Animal activists who invade or disrupt farming activities in South Australia will face tougher penalties under proposed new laws.
The state government wants to create a new offence of aggravated farm trespass which would carry a maximum $10,000 fine or a 12-month jail sentence.
“The new aggravated farm trespass offence would penalise a person who trespassed on primary production land and interfered with the conduct of primary production activities on the land, or did anything that puts the safety of people on the land at risk,” Attorney-General Vickie Chapman said.
“Animal rights activists are tremendously passionate about their cause but trespassing and causing damage on private property is not an acceptable way of getting a message across.”

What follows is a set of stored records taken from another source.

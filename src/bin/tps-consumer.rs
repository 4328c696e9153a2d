//! Pulls queued transfer messages, executes the same transfer
//! primitive as the server, and classifies failures into business
//! (terminal) vs transient (retried, then dead-lettered).

use std::sync::Arc;
use tokio_util::sync::CancellationToken;

use tps::broker;
use tps::db::{Database, PgAccountRepository, PgAsyncTransactionRepository, PgUnitOfWork};
use tps::lock::PgLockManager;
use tps::transfer::{TransferService, consumer};
use tps::{config, telemetry};

#[tokio::main]
async fn main() -> anyhow::Result<()> {
    let cfg = config::load();
    telemetry::init(&cfg.log);

    // Migrations are only run by the server process (spec §11).
    let db = Database::connect(&cfg.postgres).await?;

    let pool = db.pool().clone();
    let accounts = Arc::new(PgAccountRepository::new(pool.clone()));
    let async_transactions = Arc::new(PgAsyncTransactionRepository::new(pool.clone()));
    let uow = Arc::new(PgUnitOfWork::new(pool.clone()));
    let locks = Arc::new(PgLockManager::new(pool.clone()));

    let broker_client = broker::connect(&cfg.broker.bootstrap_brokers).await?;
    let producer = Arc::new(broker::KafkaProducer::new(broker_client.clone()));
    let message_consumer = Arc::new(broker::KafkaConsumer::new(broker_client, pool.clone()));

    let service = Arc::new(TransferService::new(
        accounts,
        async_transactions,
        uow,
        locks,
        producer,
    ));

    let shutdown = CancellationToken::new();
    let shutdown_signal = shutdown.clone();
    tokio::spawn(async move {
        let _ = tokio::signal::ctrl_c().await;
        tracing::info!("shutdown signal received");
        shutdown_signal.cancel();
    });

    tracing::info!("tps-consumer starting");
    consumer::run(service, message_consumer, shutdown).await?;

    Ok(())
}
use async_trait::async_trait;
use chrono::{DateTime, Utc};
use futures::future::BoxFuture;
use tokio_util::sync::CancellationToken;
use uuid::Uuid;

use crate::domain::{Account, AsyncTransaction, Transaction, TxStatus};
use crate::error::TransferError;

#[async_trait]
pub trait AccountRepository: Send + Sync {
    /// Fails with `AccountAlreadyExists` if `account_id` is taken.
    async fn create(&self, account_id: i64, initial_balance: i64)
    -> Result<Account, TransferError>;

    /// Fails with `AccountNotFound` if no such account exists.
    async fn get_by_id(&self, account_id: i64) -> Result<Account, TransferError>;
}

#[async_trait]
pub trait AsyncTransactionRepository: Send + Sync {
    async fn create(&self, txn: &AsyncTransaction) -> Result<(), TransferError>;

    /// Fails with `TransactionNotFound` if no such id exists.
    async fn get_by_id(&self, id: Uuid) -> Result<AsyncTransaction, TransferError>;

    /// Moves a pending record to a terminal status. Callers only ever
    /// invoke this once per id (spec's monotonic status invariant); the
    /// repository does not itself enforce the transition, since the
    /// transfer pipeline is the sole writer.
    async fn update_status(
        &self,
        id: Uuid,
        status: TxStatus,
        error: Option<String>,
        now: DateTime<Utc>,
    ) -> Result<(), TransferError>;
}

/// A single open database transaction, exposing exactly the operations
/// that must commit together: both balance updates and the ledger
/// insert (spec §4.5). Obtained only through [`UnitOfWork::execute`].
#[async_trait]
pub trait TransactionContext: Send {
    /// Locks the account row for the lifetime of the surrounding
    /// transaction (`SELECT ... FOR UPDATE`).
    async fn lock_account_for_update(&mut self, account_id: i64) -> Result<Account, TransferError>;

    async fn update_account(&mut self, account: &Account) -> Result<(), TransferError>;

    async fn insert_transaction(&mut self, txn: &Transaction) -> Result<(), TransferError>;
}

/// Runs a closure against one atomic database transaction, committing
/// on `Ok` and rolling back on `Err` or panic. Generalizes the
/// original's `TransactionManager.WithTransaction(ctx, func(tx) error)`
/// to Rust's lack of closures-over-interfaces: the callback receives a
/// `&mut dyn TransactionContext` instead of a rebound set of repositories.
///
/// `cancel` is raced against `work`: if it fires first, `work` is
/// dropped mid-flight and the transaction is rolled back, so a
/// cancelled transfer never has a partial effect (spec §4.3 step 4,
/// §5).
#[async_trait]
pub trait UnitOfWork: Send + Sync {
    async fn execute<'a>(
        &'a self,
        work: Box<
            dyn for<'c> FnOnce(&'c mut dyn TransactionContext) -> BoxFuture<'c, Result<Transaction, TransferError>>
                + Send
                + 'a,
        >,
        cancel: &CancellationToken,
    ) -> Result<Transaction, TransferError>;
}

The government also proposes doubling the fine for interfering with farm gates to $1500 and to more than triple the fine for disturbing farm animals to $2500.
Ms Chapman said the government’s proposed new laws and penalties struck the right balance between free speech and the right to protest, as well as the need to protect an important part of the SA economy.
Primary Industries Minister Tim Whetstone said farmers in South Australia deserved adequate protection from activists and protesters and the new penalties would send a clear message.
“If you break the law and put our farmers and supply chains at risk, you will be penalised,” Mr Whetstone said.
The government has released the draft bill for public comment and said it intended to consult with stakeholders ahead of introducing legislation to parliament.